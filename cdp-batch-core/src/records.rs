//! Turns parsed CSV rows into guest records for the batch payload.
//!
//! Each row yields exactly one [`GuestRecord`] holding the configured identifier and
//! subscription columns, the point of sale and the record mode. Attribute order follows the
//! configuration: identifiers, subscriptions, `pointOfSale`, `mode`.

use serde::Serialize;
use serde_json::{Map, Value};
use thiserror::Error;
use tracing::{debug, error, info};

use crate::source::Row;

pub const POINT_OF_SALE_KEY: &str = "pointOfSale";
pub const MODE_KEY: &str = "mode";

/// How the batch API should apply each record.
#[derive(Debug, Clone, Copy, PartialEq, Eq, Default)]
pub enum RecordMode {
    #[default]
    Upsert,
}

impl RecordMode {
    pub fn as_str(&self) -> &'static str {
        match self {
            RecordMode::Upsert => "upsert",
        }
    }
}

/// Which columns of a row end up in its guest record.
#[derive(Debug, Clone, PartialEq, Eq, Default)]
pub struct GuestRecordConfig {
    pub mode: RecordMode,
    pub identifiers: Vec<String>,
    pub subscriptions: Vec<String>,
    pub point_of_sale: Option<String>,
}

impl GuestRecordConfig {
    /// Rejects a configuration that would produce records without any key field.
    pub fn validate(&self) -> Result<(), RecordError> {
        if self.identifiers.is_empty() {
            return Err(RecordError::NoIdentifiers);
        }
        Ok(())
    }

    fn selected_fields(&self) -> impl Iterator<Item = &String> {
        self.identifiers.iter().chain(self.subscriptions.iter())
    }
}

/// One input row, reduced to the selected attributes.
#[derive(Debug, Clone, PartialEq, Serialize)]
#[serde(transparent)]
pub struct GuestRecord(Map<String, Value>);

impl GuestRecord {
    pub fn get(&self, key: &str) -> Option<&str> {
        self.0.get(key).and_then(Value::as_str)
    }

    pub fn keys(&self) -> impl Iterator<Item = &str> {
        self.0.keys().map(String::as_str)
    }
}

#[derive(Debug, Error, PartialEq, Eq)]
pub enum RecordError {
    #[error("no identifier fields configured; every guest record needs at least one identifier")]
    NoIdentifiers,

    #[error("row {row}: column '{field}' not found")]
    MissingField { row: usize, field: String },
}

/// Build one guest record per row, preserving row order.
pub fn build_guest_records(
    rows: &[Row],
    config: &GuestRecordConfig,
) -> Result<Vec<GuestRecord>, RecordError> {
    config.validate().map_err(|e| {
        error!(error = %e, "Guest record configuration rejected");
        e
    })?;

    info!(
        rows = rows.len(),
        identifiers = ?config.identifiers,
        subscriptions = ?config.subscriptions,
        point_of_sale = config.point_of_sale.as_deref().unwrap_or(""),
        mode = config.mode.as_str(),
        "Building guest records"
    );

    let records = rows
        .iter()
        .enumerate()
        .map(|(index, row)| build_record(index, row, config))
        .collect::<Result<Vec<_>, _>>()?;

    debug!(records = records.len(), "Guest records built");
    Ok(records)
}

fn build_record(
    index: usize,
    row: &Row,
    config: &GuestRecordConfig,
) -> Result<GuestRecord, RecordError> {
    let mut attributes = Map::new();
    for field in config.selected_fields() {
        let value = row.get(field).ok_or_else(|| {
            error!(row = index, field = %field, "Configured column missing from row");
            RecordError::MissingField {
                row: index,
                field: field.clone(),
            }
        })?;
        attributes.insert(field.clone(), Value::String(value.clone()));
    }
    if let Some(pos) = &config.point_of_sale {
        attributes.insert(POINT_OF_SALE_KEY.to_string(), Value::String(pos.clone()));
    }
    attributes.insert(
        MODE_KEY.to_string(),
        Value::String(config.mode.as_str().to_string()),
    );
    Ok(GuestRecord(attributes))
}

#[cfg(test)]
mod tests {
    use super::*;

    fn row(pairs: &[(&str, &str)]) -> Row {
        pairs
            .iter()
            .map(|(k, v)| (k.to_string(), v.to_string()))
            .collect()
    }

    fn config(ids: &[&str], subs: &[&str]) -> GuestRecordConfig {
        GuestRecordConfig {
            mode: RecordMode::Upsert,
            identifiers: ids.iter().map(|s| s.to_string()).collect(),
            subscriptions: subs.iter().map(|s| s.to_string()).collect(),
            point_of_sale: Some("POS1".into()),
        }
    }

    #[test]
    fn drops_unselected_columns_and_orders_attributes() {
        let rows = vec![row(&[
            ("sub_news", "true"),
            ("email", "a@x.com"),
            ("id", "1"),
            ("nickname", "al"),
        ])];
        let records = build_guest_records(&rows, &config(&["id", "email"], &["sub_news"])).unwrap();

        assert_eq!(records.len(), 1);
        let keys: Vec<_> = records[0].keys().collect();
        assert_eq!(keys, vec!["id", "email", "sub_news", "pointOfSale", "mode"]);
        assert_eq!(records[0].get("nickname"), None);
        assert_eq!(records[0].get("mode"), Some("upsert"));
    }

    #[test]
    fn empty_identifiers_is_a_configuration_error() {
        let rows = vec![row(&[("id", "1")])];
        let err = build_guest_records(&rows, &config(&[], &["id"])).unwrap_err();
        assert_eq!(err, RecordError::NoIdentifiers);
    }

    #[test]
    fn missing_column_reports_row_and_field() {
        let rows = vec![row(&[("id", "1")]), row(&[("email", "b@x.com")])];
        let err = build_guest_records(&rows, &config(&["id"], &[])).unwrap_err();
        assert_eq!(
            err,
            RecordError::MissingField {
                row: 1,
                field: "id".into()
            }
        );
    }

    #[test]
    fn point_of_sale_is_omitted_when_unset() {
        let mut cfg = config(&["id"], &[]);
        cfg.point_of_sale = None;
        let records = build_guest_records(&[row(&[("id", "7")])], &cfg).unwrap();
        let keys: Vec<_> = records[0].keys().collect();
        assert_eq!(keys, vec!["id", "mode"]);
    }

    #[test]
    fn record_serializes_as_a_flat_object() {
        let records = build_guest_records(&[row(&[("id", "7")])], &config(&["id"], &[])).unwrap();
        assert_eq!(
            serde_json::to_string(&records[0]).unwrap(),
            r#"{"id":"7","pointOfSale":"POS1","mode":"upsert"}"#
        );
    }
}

--

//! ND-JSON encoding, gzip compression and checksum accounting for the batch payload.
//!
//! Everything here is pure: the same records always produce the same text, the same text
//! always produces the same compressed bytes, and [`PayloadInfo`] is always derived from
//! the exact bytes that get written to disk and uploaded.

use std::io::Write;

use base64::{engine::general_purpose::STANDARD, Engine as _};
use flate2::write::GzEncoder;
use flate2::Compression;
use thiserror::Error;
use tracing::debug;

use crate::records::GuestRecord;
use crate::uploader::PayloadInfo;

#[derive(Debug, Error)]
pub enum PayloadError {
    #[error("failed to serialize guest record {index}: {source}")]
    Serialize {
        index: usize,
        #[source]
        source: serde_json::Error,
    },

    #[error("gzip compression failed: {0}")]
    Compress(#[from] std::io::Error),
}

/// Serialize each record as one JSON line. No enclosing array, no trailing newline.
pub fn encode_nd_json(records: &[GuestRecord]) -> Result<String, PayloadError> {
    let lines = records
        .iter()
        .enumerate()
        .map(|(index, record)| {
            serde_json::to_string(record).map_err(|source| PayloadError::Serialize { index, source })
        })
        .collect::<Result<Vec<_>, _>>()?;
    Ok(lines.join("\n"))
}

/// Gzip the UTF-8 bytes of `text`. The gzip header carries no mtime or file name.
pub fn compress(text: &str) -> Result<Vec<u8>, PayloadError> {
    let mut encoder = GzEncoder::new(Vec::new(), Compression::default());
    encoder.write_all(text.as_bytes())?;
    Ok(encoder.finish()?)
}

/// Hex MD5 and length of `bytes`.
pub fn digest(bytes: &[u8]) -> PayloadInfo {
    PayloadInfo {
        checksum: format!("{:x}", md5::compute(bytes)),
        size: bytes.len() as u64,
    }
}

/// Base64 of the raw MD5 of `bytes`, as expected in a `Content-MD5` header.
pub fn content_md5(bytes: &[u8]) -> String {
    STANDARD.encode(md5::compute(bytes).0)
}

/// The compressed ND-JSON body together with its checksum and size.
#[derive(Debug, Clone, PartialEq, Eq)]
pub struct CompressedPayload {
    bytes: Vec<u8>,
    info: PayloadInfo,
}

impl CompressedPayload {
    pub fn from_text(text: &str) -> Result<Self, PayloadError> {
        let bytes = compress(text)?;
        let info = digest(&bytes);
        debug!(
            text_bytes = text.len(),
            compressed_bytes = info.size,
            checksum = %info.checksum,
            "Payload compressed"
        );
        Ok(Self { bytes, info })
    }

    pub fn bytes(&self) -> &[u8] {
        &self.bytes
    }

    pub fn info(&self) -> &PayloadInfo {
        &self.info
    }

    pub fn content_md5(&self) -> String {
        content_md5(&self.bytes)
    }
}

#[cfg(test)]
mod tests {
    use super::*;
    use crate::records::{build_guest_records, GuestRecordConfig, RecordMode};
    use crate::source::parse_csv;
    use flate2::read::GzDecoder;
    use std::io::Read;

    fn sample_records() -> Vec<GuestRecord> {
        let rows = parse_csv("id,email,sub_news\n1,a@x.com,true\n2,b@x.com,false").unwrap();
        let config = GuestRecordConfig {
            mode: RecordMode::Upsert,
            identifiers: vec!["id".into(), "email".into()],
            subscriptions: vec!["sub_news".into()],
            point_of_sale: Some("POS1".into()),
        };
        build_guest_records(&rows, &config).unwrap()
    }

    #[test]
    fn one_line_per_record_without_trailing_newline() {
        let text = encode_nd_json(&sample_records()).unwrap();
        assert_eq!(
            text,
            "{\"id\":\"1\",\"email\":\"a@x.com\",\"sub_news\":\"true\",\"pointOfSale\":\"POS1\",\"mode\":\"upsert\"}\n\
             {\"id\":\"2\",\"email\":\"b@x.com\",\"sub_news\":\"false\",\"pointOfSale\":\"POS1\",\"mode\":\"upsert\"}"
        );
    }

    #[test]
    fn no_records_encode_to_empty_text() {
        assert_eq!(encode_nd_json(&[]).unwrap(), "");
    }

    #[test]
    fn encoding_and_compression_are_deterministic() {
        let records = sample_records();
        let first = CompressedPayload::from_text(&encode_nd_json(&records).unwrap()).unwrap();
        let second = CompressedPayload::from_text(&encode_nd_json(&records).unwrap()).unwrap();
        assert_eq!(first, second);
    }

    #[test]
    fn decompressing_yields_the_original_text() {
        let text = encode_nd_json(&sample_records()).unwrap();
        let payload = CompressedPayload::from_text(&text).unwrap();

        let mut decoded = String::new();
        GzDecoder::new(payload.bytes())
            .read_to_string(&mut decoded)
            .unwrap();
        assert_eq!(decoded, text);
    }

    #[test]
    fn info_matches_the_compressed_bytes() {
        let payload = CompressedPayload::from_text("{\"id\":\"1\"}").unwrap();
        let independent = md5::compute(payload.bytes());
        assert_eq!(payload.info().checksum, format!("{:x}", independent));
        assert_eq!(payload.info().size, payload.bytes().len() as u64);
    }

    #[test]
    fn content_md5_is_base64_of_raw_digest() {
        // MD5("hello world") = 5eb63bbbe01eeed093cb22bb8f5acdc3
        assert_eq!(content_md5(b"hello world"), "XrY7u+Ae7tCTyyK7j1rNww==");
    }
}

* **Prompt**:
Would you print exactly, and only, the lines of the data above from the line with "filename cdp-batch-core/src/records.rs" through the line with "order follows the", inclusive?

* **Solution for this exercise**:
filename cdp-batch-core/src/records.rs
//! Turns parsed CSV rows into guest records for the batch payload.
//!
//! Each row yields exactly one [`GuestRecord`] holding the configured identifier and
//! subscription columns, the point of sale and the record mode. Attribute order follows the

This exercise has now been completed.